What is the number of lines in the entries that contain the word "common"? Answer with that figure alone.

★ ★ ★

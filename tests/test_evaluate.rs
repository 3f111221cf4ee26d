//! End-to-end evaluation: gate decisions, deal assembly, determinism.

mod common;

use common::{make_candidate, make_verification, setup};
use dealintel::domain::values::confidence::GateConfig;
use dealintel::domain::values::source::CandidateSource;
use dealintel::infrastructure::verifiers::noop::NoopVerifier;
use dealintel::DealIntel;
use std::sync::Arc;

#[test]
fn test_verified_candidate_is_accepted_with_full_record() {
    let di = setup();
    let candidate = make_candidate(
        "Samsung Galaxy S23 5G",
        49_999.0,
        Some(74_999.0),
        Some("https://www.amazon.in/dp/B0ABCD1234"),
    );
    let verification = make_verification(
        "Samsung Galaxy S23 5G Smartphone (Phantom Black, 128GB)",
        49_990.0,
        Some(74_999.0),
    );

    let outcome = di.evaluate(candidate, Some(verification)).unwrap();
    assert!(outcome.accepted);
    assert!(outcome.confidence.value >= 0.9, "got {}", outcome.confidence.value);
    assert_eq!(outcome.confidence.label, "Very High");

    let deal = outcome.deal.expect("accepted outcome carries a deal");
    assert_eq!(deal.verified_price, 49_990.0);
    assert_eq!(deal.verified_mrp, Some(74_999.0));
    let discount = deal.verified_discount.expect("mrp above price yields a discount");
    assert!((discount - 33.35).abs() < 0.1, "got {discount}");
    assert_eq!(deal.category.to_string(), "electronics");
    assert_eq!(deal.product_key.as_ref().unwrap().value(), "amazon:B0ABCD1234");
    assert!(deal.quality.value > 0.0 && deal.quality.value <= 100.0);
    assert!(!deal.insights.has_history, "first sighting has no history");
    assert!(!deal.id.is_empty());
    assert_eq!(deal.stock_status.as_deref(), Some("in_stock"));
    assert_eq!(deal.seller_info.as_deref(), Some("Fulfilled by Amazon"));
}

#[test]
fn test_unverified_candidate_is_rejected_with_breakdown() {
    let di = setup();
    let candidate = make_candidate(
        "Boat Airdopes 441",
        999.0,
        Some(1_499.0),
        Some("https://amazon.in/dp/B08CXYZ123"),
    );

    let outcome = di.evaluate(candidate, None).unwrap();
    assert!(!outcome.accepted);
    assert!(outcome.deal.is_none(), "rejections are not persisted");
    assert_eq!(outcome.confidence.breakdown.source_reliability, 0.02);
    assert_eq!(outcome.confidence.breakdown.price_match, 0.0);
    assert!(outcome.confidence.value < 0.6);
}

#[tokio::test]
async fn test_ingest_without_collaborator_falls_back_to_text_only() {
    let di = setup();
    let candidate = make_candidate(
        "Boat Airdopes 441",
        999.0,
        Some(1_499.0),
        Some("https://amazon.in/dp/B08CXYZ123"),
    );

    let outcome = di.ingest(candidate).await.unwrap();
    assert!(!outcome.accepted);
    assert_eq!(outcome.confidence.breakdown.source_reliability, 0.02);
}

#[test]
fn test_price_mismatch_drags_confidence_down() {
    let di = setup();
    // Claimed price 60% below the official page, no MRP anywhere.
    let candidate = make_candidate(
        "Samsung Galaxy S23 5G",
        20_000.0,
        None,
        Some("https://www.amazon.in/dp/B0ABCD1234"),
    );
    let verification = make_verification("Samsung Galaxy S23 5G", 49_990.0, None);

    let outcome = di.evaluate(candidate, Some(verification)).unwrap();
    assert_eq!(outcome.confidence.breakdown.price_match, 0.0);
    assert!(outcome.confidence.value < 0.6, "got {}", outcome.confidence.value);
    assert!(!outcome.accepted);
}

#[test]
fn test_verifier_issues_reduce_confidence() {
    let di = setup();
    let candidate = make_candidate(
        "Samsung Galaxy S23 5G",
        49_999.0,
        Some(74_999.0),
        Some("https://www.amazon.in/dp/B0ABCD1234"),
    );
    let mut verification = make_verification("Samsung Galaxy S23 5G", 49_990.0, Some(74_999.0));
    verification.verdict.as_mut().unwrap().issues =
        vec!["out-of-stock".to_string(), "title-mismatch".to_string()];

    let clean = di
        .evaluate(
            make_candidate(
                "Samsung Galaxy S23 5G",
                49_999.0,
                Some(74_999.0),
                Some("https://www.amazon.in/dp/B0ABCD1234"),
            ),
            Some(make_verification("Samsung Galaxy S23 5G", 49_990.0, Some(74_999.0))),
        )
        .unwrap();
    let flagged = di.evaluate(candidate, Some(verification)).unwrap();
    assert!(flagged.confidence.value < clean.confidence.value);
}

#[test]
fn test_missing_fields_degrade_but_never_fail() {
    let di = setup();
    let candidate = make_candidate("Mystery Deal", 500.0, None, None);
    let outcome = di.evaluate(candidate, None).unwrap();
    assert!(!outcome.accepted);
    assert!(outcome.confidence.value > 0.0);
    assert!(outcome.confidence.breakdown.completeness < 0.25);
}

#[test]
fn test_configurable_threshold_admits_text_only_claims() {
    let di = DealIntel::with_providers(
        ":memory:",
        Arc::new(NoopVerifier),
        GateConfig {
            accept_threshold: 0.3,
        },
    )
    .unwrap();
    let candidate = make_candidate(
        "Boat Airdopes 441",
        999.0,
        Some(1_499.0),
        Some("https://amazon.in/dp/B08CXYZ123"),
    );

    let outcome = di.evaluate(candidate, None).unwrap();
    assert!(outcome.accepted, "0.37 text-only score clears a 0.3 threshold");
    let deal = outcome.deal.expect("accepted claims build a record");
    assert_eq!(deal.verified_price, 999.0, "claimed price is the fallback");
    assert!(deal.verified_discount.is_some());
}

#[test]
fn test_evaluation_is_deterministic_across_fresh_stores() {
    // Same candidate, verification and (empty) history in two independent
    // instances must score identically.
    let detected_at = common::days_ago(1);
    let build = || {
        let mut c = make_candidate(
            "Samsung Galaxy S23 5G",
            49_999.0,
            Some(74_999.0),
            Some("https://www.amazon.in/dp/B0ABCD1234"),
        );
        c.detected_at = detected_at;
        c
    };
    let a = setup()
        .evaluate(build(), Some(make_verification("Samsung Galaxy S23 5G", 49_990.0, None)))
        .unwrap();
    let b = setup()
        .evaluate(build(), Some(make_verification("Samsung Galaxy S23 5G", 49_990.0, None)))
        .unwrap();

    assert_eq!(a.accepted, b.accepted);
    assert_eq!(a.confidence, b.confidence);
    let (da, db) = (a.deal.unwrap(), b.deal.unwrap());
    assert_eq!(da.quality, db.quality);
    assert_eq!(da.insights, db.insights);
    assert_eq!(da.verified_discount, db.verified_discount);
}

#[test]
fn test_accepted_deal_feeds_the_price_history() {
    let di = setup();
    let url = "https://www.amazon.in/dp/B0ABCD1234";
    let outcome = di
        .evaluate(
            make_candidate("Samsung Galaxy S23 5G", 49_999.0, Some(74_999.0), Some(url)),
            Some(make_verification("Samsung Galaxy S23 5G", 49_990.0, Some(74_999.0))),
        )
        .unwrap();
    assert!(outcome.accepted);

    let history = di.history(url, 90).unwrap();
    assert_eq!(history.len(), 1);
    assert_eq!(history[0].price, 49_990.0);
    assert_eq!(history[0].source, CandidateSource::Chat);

    let stats = di.stats().unwrap();
    assert_eq!(stats.products_tracked, 1);
    assert_eq!(stats.observations, 1);
}

#[test]
fn test_rejected_deal_leaves_no_trace() {
    let di = setup();
    let url = "https://amazon.in/dp/B08CXYZ123";
    let outcome = di
        .evaluate(make_candidate("Boat Airdopes 441", 999.0, None, Some(url)), None)
        .unwrap();
    assert!(!outcome.accepted);
    assert!(di.history(url, 90).unwrap().is_empty());
    assert_eq!(di.stats().unwrap().observations, 0);
}
pub mod price_history;
pub mod verifier;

★ ★ ★

> _Written solution_
3